Shy and reserved around people I don't know or don't yet know the boundaries of a relationship with. I can be quite sarcastic and it's gone off in a political direction also to the incredibly absurd.

I used to be quite prone to anger, and making me wait 20 minutes for a train at rush hour will still do it, but I'm not quite as filled with rage as I was several years back.

I'm also prone to saying completely random things at random times.

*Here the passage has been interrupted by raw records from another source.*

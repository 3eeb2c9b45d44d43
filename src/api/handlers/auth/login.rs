//! Password login and refresh-token exchange.
//!
//! Flow Overview:
//! 1) Validate the payload (400 on failure, nothing else runs).
//! 2) Take an auth-class rate limit slot for the peer address (429).
//! 3) Ask the identity provider to check the credentials.
//! 4) Mint an access token; with `rememberMe`, also mint a refresh token,
//!    record its session and set it as an `HttpOnly` cookie.
//!
//! Successful attempts give their rate limit slot back, so only failures
//! count toward the auth limit.

use axum::{
    extract::{rejection::JsonRejection, ConnectInfo, Extension},
    http::{header::SET_COOKIE, HeaderMap, StatusCode},
    response::{IntoResponse, Json},
};
use std::net::SocketAddr;
use std::sync::Arc;
use tracing::{debug, instrument, warn};

use super::audit::{AuditAction, AuditEvent};
use super::error::ApiError;
use super::guard::validate_login;
use super::provider::Identity;
use super::rate_limit::{client_addr, RateLimitDecision, RouteClass};
use super::session::{extract_refresh_token, refresh_cookie};
use super::state::AuthState;
use super::token::{TokenKind, ACCESS_TOKEN_TTL_SECONDS};
use super::types::{ErrorResponse, LoginRequest, TokenResponse};

#[utoipa::path(
    post,
    path = "/api/auth/login",
    request_body = LoginRequest,
    responses(
        (status = 200, description = "Signed in; refresh cookie set when rememberMe is true", body = TokenResponse),
        (status = 400, description = "Invalid payload", body = ErrorResponse),
        (status = 401, description = "Invalid email or password", body = ErrorResponse),
        (status = 429, description = "Too many failed attempts", body = ErrorResponse),
        (status = 503, description = "Identity provider unavailable", body = ErrorResponse)
    ),
    tag = "auth"
)]
#[instrument(skip(auth_state, connect_info, payload))]
pub async fn login(
    connect_info: Option<ConnectInfo<SocketAddr>>,
    Extension(auth_state): Extension<Arc<AuthState>>,
    payload: Result<Json<LoginRequest>, JsonRejection>,
) -> Result<impl IntoResponse, ApiError> {
    let Json(request) = payload.map_err(|rejection| ApiError::BadRequest(rejection.body_text()))?;
    let credentials = validate_login(&request)?;

    let addr = client_addr(connect_info.as_ref());
    if auth_state.rate_limiter().check(addr, RouteClass::Auth) == RateLimitDecision::Limited {
        warn!(client = %addr, "auth rate limit exceeded on login");
        return Err(ApiError::RateLimited);
    }

    let outcome = auth_state
        .provider()
        .sign_in(&credentials.email, &credentials.password)
        .await?;
    auth_state.rate_limiter().refund(addr, RouteClass::Auth);

    let access_token = auth_state
        .issuer()
        .issue_access(&outcome.identity)
        .map_err(|err| auth_state.token_failure(err))?;

    let mut headers = HeaderMap::new();
    if credentials.remember_me {
        let refresh_token = auth_state
            .issuer()
            .issue_refresh(&outcome.identity)
            .map_err(|err| auth_state.token_failure(err))?;
        auth_state
            .sessions()
            .store(&outcome.identity.id, &refresh_token, outcome.session.clone())
            .await;
        headers.insert(SET_COOKIE, refresh_cookie(auth_state.config(), &refresh_token)?);
    }

    auth_state.audit(AuditEvent::new(
        &outcome.identity.id,
        AuditAction::Login,
        if credentials.remember_me { "password, persistent" } else { "password" },
        addr,
    ));

    Ok((
        StatusCode::OK,
        headers,
        Json(token_response(access_token, outcome.identity)),
    ))
}

#[utoipa::path(
    post,
    path = "/api/auth/refresh",
    responses(
        (status = 200, description = "New access token minted from the refresh cookie", body = TokenResponse),
        (status = 401, description = "Missing, invalid, expired or revoked refresh session", body = ErrorResponse),
        (status = 429, description = "Too many failed attempts", body = ErrorResponse)
    ),
    tag = "auth"
)]
#[instrument(skip(headers, auth_state, connect_info))]
pub async fn refresh(
    headers: HeaderMap,
    connect_info: Option<ConnectInfo<SocketAddr>>,
    Extension(auth_state): Extension<Arc<AuthState>>,
) -> Result<Json<TokenResponse>, ApiError> {
    let addr = client_addr(connect_info.as_ref());
    if auth_state.rate_limiter().check(addr, RouteClass::Auth) == RateLimitDecision::Limited {
        warn!(client = %addr, "auth rate limit exceeded on refresh");
        return Err(ApiError::RateLimited);
    }

    let token = extract_refresh_token(&headers).ok_or(ApiError::Unauthenticated)?;
    let claims = auth_state
        .issuer()
        .verify(&token, TokenKind::Refresh)
        .map_err(|err| {
            debug!("Refresh token rejected: {err}");
            ApiError::SessionRevoked
        })?;

    if auth_state.sessions().is_revoked(&token).await {
        return Err(ApiError::SessionRevoked);
    }

    // Prefer fresh profile data; the refresh claims only carry id and email.
    let identity = match auth_state.provider().lookup_by_id(&claims.sub).await {
        Ok(Some(identity)) => identity,
        Ok(None) => claims.identity(),
        Err(err) => {
            debug!("Profile lookup failed during refresh, using token claims: {err}");
            claims.identity()
        }
    };
    auth_state.rate_limiter().refund(addr, RouteClass::Auth);

    let access_token = auth_state
        .issuer()
        .issue_access(&identity)
        .map_err(|err| auth_state.token_failure(err))?;
    Ok(Json(token_response(access_token, identity)))
}

pub(super) fn token_response(access_token: String, identity: Identity) -> TokenResponse {
    TokenResponse {
        access_token,
        token_type: "Bearer".to_string(),
        expires_in: ACCESS_TOKEN_TTL_SECONDS,
        identity,
    }
}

And I wonder if anyone could have seen all that in me.
 
Generally quiet and reserved, but still friendly, more so when I'm around people I don't know well. Around people I do know well, I tend to be more animated and let my (fairly quirky) sense of humor through more readily (which often involves making fun of said people :) ). I always try to be very reasonable and rational, and I can often be rather analytical and formal (often in a somewhat tongue-in-cheek way :P ), but I don't let that interfere with treating people kindly. I don't usually express emotion overtly, yet I love to feel intense emotion anyway, especially through music; I am a passionate person at my core, even if I don't seem like it most of the time. I am probably too honest and open for my own good, and I am very loyal to my friends and family. I have a fairly strong work ethic/sense of responsibility with tasks assigned to me, but I always like to have fun and can have a strong penchant for procrastination (although not so much as to truly affect my ability to work). I always work to be as open minded and accepting as I can. In my opinion, love is one of the best things in the world.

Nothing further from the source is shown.